WHAT IS EXPECTED => Exactly as they appear below, repeat the lines from the one with "fixed integration constants" through the one with "pub player: &'a", and no others.

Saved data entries
——

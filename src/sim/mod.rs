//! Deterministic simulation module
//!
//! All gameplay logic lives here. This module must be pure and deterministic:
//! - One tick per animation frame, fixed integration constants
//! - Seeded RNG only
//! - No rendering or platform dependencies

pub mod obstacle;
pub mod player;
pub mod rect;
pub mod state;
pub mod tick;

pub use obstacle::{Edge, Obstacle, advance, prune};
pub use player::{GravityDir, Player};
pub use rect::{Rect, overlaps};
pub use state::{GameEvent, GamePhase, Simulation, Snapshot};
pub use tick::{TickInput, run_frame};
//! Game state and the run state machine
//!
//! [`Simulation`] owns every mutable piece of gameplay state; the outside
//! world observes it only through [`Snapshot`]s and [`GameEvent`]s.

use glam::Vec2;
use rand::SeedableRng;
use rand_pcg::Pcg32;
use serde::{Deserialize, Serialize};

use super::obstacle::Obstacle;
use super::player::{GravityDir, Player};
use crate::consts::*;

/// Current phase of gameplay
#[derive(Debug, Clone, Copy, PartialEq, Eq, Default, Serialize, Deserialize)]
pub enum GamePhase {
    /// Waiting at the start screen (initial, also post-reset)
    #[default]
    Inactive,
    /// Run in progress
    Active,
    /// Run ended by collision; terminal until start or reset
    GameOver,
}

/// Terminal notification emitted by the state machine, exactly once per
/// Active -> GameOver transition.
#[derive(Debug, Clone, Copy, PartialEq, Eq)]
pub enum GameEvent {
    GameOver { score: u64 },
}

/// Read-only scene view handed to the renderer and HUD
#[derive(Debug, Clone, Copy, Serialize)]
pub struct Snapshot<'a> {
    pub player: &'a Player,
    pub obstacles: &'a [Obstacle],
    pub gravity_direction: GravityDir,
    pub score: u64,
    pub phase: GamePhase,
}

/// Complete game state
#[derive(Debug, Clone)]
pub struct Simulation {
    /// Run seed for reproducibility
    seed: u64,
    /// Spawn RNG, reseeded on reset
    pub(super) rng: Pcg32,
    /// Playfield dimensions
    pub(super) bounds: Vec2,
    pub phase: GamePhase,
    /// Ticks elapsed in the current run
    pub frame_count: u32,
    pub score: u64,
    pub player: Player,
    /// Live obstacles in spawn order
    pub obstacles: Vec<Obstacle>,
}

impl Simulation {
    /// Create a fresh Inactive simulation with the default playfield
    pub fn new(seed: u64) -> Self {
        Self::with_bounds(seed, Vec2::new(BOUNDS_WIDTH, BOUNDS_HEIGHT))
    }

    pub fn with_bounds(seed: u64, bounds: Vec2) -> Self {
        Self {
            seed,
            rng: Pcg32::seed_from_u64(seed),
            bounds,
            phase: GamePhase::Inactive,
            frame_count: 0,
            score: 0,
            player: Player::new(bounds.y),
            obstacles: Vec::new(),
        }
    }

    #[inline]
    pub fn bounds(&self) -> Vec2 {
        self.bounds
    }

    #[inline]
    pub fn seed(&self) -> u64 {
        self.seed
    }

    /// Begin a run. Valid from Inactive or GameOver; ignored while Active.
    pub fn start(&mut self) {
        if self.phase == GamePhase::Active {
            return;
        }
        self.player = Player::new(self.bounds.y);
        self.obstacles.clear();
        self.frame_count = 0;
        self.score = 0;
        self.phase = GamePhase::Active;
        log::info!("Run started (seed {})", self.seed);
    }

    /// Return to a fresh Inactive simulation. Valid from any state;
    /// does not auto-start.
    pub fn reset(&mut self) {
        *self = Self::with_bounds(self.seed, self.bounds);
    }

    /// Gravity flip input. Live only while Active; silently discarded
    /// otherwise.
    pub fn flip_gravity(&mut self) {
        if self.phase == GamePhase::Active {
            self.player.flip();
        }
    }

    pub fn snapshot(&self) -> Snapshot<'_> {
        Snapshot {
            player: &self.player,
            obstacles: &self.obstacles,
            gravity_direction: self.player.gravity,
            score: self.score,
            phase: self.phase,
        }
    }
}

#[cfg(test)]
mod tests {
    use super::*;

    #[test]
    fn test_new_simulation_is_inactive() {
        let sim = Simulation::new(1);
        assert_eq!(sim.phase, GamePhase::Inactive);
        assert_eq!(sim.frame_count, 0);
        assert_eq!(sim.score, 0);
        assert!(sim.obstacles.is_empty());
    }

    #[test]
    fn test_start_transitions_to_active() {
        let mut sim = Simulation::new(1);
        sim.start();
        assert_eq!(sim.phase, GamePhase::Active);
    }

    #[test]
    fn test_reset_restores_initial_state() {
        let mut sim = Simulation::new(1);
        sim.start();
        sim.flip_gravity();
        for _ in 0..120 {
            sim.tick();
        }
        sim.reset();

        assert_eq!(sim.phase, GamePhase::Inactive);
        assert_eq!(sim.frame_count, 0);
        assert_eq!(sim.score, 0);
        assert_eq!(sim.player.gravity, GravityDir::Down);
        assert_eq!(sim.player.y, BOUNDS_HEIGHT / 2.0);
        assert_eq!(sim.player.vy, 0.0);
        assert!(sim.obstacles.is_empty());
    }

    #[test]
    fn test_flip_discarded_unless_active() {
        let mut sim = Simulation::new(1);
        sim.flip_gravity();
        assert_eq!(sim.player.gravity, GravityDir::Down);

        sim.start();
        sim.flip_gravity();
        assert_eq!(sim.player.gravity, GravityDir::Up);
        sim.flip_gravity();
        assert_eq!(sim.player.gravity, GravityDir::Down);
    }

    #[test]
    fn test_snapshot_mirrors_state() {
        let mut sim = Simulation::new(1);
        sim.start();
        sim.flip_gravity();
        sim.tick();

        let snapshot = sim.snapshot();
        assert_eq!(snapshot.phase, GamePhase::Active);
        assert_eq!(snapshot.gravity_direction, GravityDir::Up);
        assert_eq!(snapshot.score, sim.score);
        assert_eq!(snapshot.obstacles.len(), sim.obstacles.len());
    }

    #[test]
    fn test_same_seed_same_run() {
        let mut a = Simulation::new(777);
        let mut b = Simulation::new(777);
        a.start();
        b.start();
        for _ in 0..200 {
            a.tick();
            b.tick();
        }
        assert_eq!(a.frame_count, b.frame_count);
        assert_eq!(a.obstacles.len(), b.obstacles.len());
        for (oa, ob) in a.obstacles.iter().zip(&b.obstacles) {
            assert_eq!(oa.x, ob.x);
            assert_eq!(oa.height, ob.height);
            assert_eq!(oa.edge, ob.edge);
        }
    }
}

——

RESULT OF THIS TASK =>
//! - One tick per animation frame, fixed integration constants
//! - Seeded RNG only
//! - No rendering or platform dependencies

pub mod obstacle;
pub mod player;
pub mod rect;
pub mod state;
pub mod tick;

pub use obstacle::{Edge, Obstacle, advance, prune};
pub use player::{GravityDir, Player};
pub use rect::{Rect, overlaps};
pub use state::{GameEvent, GamePhase, Simulation, Snapshot};
pub use tick::{TickInput, run_frame};
//! Game state and the run state machine
//!
//! [`Simulation`] owns every mutable piece of gameplay state; the outside
//! world observes it only through [`Snapshot`]s and [`GameEvent`]s.

use glam::Vec2;
use rand::SeedableRng;
use rand_pcg::Pcg32;
use serde::{Deserialize, Serialize};

use super::obstacle::Obstacle;
use super::player::{GravityDir, Player};
use crate::consts::*;

/// Current phase of gameplay
#[derive(Debug, Clone, Copy, PartialEq, Eq, Default, Serialize, Deserialize)]
pub enum GamePhase {
    /// Waiting at the start screen (initial, also post-reset)
    #[default]
    Inactive,
    /// Run in progress
    Active,
    /// Run ended by collision; terminal until start or reset
    GameOver,
}

/// Terminal notification emitted by the state machine, exactly once per
/// Active -> GameOver transition.
#[derive(Debug, Clone, Copy, PartialEq, Eq)]
pub enum GameEvent {
    GameOver { score: u64 },
}

/// Read-only scene view handed to the renderer and HUD
#[derive(Debug, Clone, Copy, Serialize)]
pub struct Snapshot<'a> {
    pub player: &'a Player,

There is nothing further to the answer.